DATA UNDER STUDY
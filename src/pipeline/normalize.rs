//! Normalisation: flatten raw article text into one clean paragraph.
//!
//! Encyclopedia plain-text extracts come with section markers
//! (`== History ==`), blank lines between paragraphs, and parenthetical
//! asides such as birth dates or pronunciations that read badly on a slide.
//! The rules below strip those without touching the prose itself.
//!
//! ## Rule Order
//!
//! Line filtering must run before flattening, because after the join there
//! are no line boundaries left to detect markers on. Parenthetical removal
//! runs before whitespace collapse since removing a group leaves a double
//! space behind.
//!
//! The output is a fixed point: `normalize(normalize(x)) == normalize(x)`.

use once_cell::sync::Lazy;
use regex::Regex;

/// Apply all normalisation rules to raw article text.
///
/// Rules (applied in order):
/// 1. Drop blank lines and lines starting with `=` (section markers)
/// 2. Trim the remaining lines and join them with single spaces
/// 3. Remove parenthetical groups, innermost first, until none remain
/// 4. Collapse whitespace runs to a single space
/// 5. Remove spaces stranded before punctuation by rule 3
/// 6. Trim, including any `=` a removed group exposed at the start
pub fn normalize(raw: &str) -> String {
    let s = flatten_lines(raw);
    let s = remove_parentheticals(&s);
    let s = collapse_whitespace(&s);
    let s = tighten_punctuation(&s);
    trim_edges(&s)
}

// ── Rules 1–2: Filter and flatten lines ──────────────────────────────────────

fn is_content_line(line: &str) -> bool {
    let trimmed = line.trim();
    !trimmed.is_empty() && !trimmed.starts_with('=')
}

fn flatten_lines(input: &str) -> String {
    input
        .lines()
        .filter(|l| is_content_line(l))
        .map(str::trim)
        .collect::<Vec<_>>()
        .join(" ")
}

// ── Rule 3: Remove parenthetical groups ──────────────────────────────────────

static RE_INNER_PARENS: Lazy<Regex> = Lazy::new(|| Regex::new(r"\([^()]*\)").unwrap());

fn remove_parentheticals(input: &str) -> String {
    let mut current = input.to_string();
    while RE_INNER_PARENS.is_match(&current) {
        current = RE_INNER_PARENS.replace_all(&current, "").into_owned();
    }
    current
}

// ── Rule 4: Collapse whitespace ──────────────────────────────────────────────

static RE_WHITESPACE: Lazy<Regex> = Lazy::new(|| Regex::new(r"\s+").unwrap());

fn collapse_whitespace(input: &str) -> String {
    RE_WHITESPACE.replace_all(input, " ").into_owned()
}

// ── Rule 5: Tighten punctuation ──────────────────────────────────────────────

static RE_SPACE_BEFORE_PUNCT: Lazy<Regex> = Lazy::new(|| Regex::new(r" +([,.;:!?])").unwrap());

fn tighten_punctuation(input: &str) -> String {
    RE_SPACE_BEFORE_PUNCT.replace_all(input, "$1").into_owned()
}

// ── Rule 6: Trim edges ───────────────────────────────────────────────────────

fn trim_edges(input: &str) -> String {
    input
        .trim_start_matches(|c: char| c == '=' || c.is_whitespace())
        .trim_end()
        .to_string()
}
//! Keywords from a natural-language-understanding REST service.
//!
//! Speaks the Watson NLU `analyze` protocol:
//! `POST {url}/v1/analyze?version=2022-04-07` with HTTP basic auth
//! (`apikey:{key}`) and a `{"text", "features": {"keywords": {}}}` body.
//! Keywords come back sorted by relevance, which is the order we keep.

use super::{error_body, KeywordExtractor};
use crate::config::ServiceConfig;
use crate::error::{EnrichmentStage, SlidesError};
use async_trait::async_trait;
use serde::{Deserialize, Serialize};
use tracing::debug;

const API_VERSION: &str = "2022-04-07";
const MAX_KEYWORDS: usize = 10;

#[derive(Debug, Serialize)]
struct AnalyzeRequest<'a> {
    text: &'a str,
    language: &'a str,
    features: Features,
}

#[derive(Debug, Serialize)]
struct Features {
    keywords: KeywordOptions,
}

#[derive(Debug, Serialize)]
struct KeywordOptions {
    limit: usize,
}

#[derive(Debug, Deserialize)]
struct AnalyzeResponse {
    #[serde(default)]
    keywords: Vec<Keyword>,
}

#[derive(Debug, Deserialize)]
struct Keyword {
    text: String,
}

/// [`KeywordExtractor`] backed by an NLU `analyze` endpoint.
pub struct NluKeywordExtractor {
    client: reqwest::Client,
    analyze_url: String,
    api_key: String,
    language: String,
}

impl NluKeywordExtractor {
    pub fn new(
        client: reqwest::Client,
        base_url: &str,
        api_key: impl Into<String>,
        language: impl Into<String>,
    ) -> Self {
        Self {
            client,
            analyze_url: format!("{}/v1/analyze", base_url.trim_end_matches('/')),
            api_key: api_key.into(),
            language: language.into(),
        }
    }

    pub fn from_config(
        client: reqwest::Client,
        services: &ServiceConfig,
        language: &str,
    ) -> Result<Self, SlidesError> {
        let not_configured = |hint: &str| SlidesError::ServiceNotConfigured {
            service: "nlu".into(),
            hint: hint.into(),
        };
        let url = services
            .nlu_url
            .as_deref()
            .ok_or_else(|| not_configured("Set WATSON_NLU_URL to your NLU instance URL."))?;
        let key = services
            .nlu_api_key
            .as_deref()
            .ok_or_else(|| not_configured("Set WATSON_API_KEY, or use --keywords llm."))?;
        Ok(Self::new(client, url, key, language))
    }
}

#[async_trait]
impl KeywordExtractor for NluKeywordExtractor {
    async fn extract(&self, sentence: &str) -> Result<Vec<String>, SlidesError> {
        let failed = |detail: String| SlidesError::EnrichmentFailed {
            stage: EnrichmentStage::Keywords,
            sentence: 0,
            detail,
        };

        let body = AnalyzeRequest {
            text: sentence,
            language: &self.language,
            features: Features {
                keywords: KeywordOptions {
                    limit: MAX_KEYWORDS,
                },
            },
        };

        let response = self
            .client
            .post(&self.analyze_url)
            .query(&[("version", API_VERSION)])
            .basic_auth("apikey", Some(&self.api_key))
            .json(&body)
            .send()
            .await
            .map_err(|e| failed(e.to_string()))?;

        if !response.status().is_success() {
            return Err(failed(error_body(response).await));
        }

        let parsed: AnalyzeResponse = response
            .json()
            .await
            .map_err(|e| failed(format!("unexpected response: {e}")))?;
        let keywords = collect_keywords(parsed);
        debug!("NLU returned {} keywords", keywords.len());
        Ok(keywords)
    }
}

fn collect_keywords(response: AnalyzeResponse) -> Vec<String> {
    response
        .keywords
        .into_iter()
        .map(|k| k.text.trim().to_string())
        .filter(|k| !k.is_empty())
        .collect()
}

YOUR GOAL
Your reply must contain exactly the lines from the first line of the data through the line holding "fn flatten_lines(input: &str)", and nothing more.

TASK RESULT
filename src/pipeline/normalize.rs
//! Normalisation: flatten raw article text into one clean paragraph.
//!
//! Encyclopedia plain-text extracts come with section markers
//! (`== History ==`), blank lines between paragraphs, and parenthetical
//! asides such as birth dates or pronunciations that read badly on a slide.
//! The rules below strip those without touching the prose itself.
//!
//! ## Rule Order
//!
//! Line filtering must run before flattening, because after the join there
//! are no line boundaries left to detect markers on. Parenthetical removal
//! runs before whitespace collapse since removing a group leaves a double
//! space behind.
//!
//! The output is a fixed point: `normalize(normalize(x)) == normalize(x)`.

use once_cell::sync::Lazy;
use regex::Regex;

/// Apply all normalisation rules to raw article text.
///
/// Rules (applied in order):
/// 1. Drop blank lines and lines starting with `=` (section markers)
/// 2. Trim the remaining lines and join them with single spaces
/// 3. Remove parenthetical groups, innermost first, until none remain
/// 4. Collapse whitespace runs to a single space
/// 5. Remove spaces stranded before punctuation by rule 3
/// 6. Trim, including any `=` a removed group exposed at the start
pub fn normalize(raw: &str) -> String {
    let s = flatten_lines(raw);
    let s = remove_parentheticals(&s);
    let s = collapse_whitespace(&s);
    let s = tighten_punctuation(&s);
    trim_edges(&s)
}

// ── Rules 1–2: Filter and flatten lines ──────────────────────────────────────

fn is_content_line(line: &str) -> bool {
    let trimmed = line.trim();
    !trimmed.is_empty() && !trimmed.starts_with('=')
}

fn flatten_lines(input: &str) -> String {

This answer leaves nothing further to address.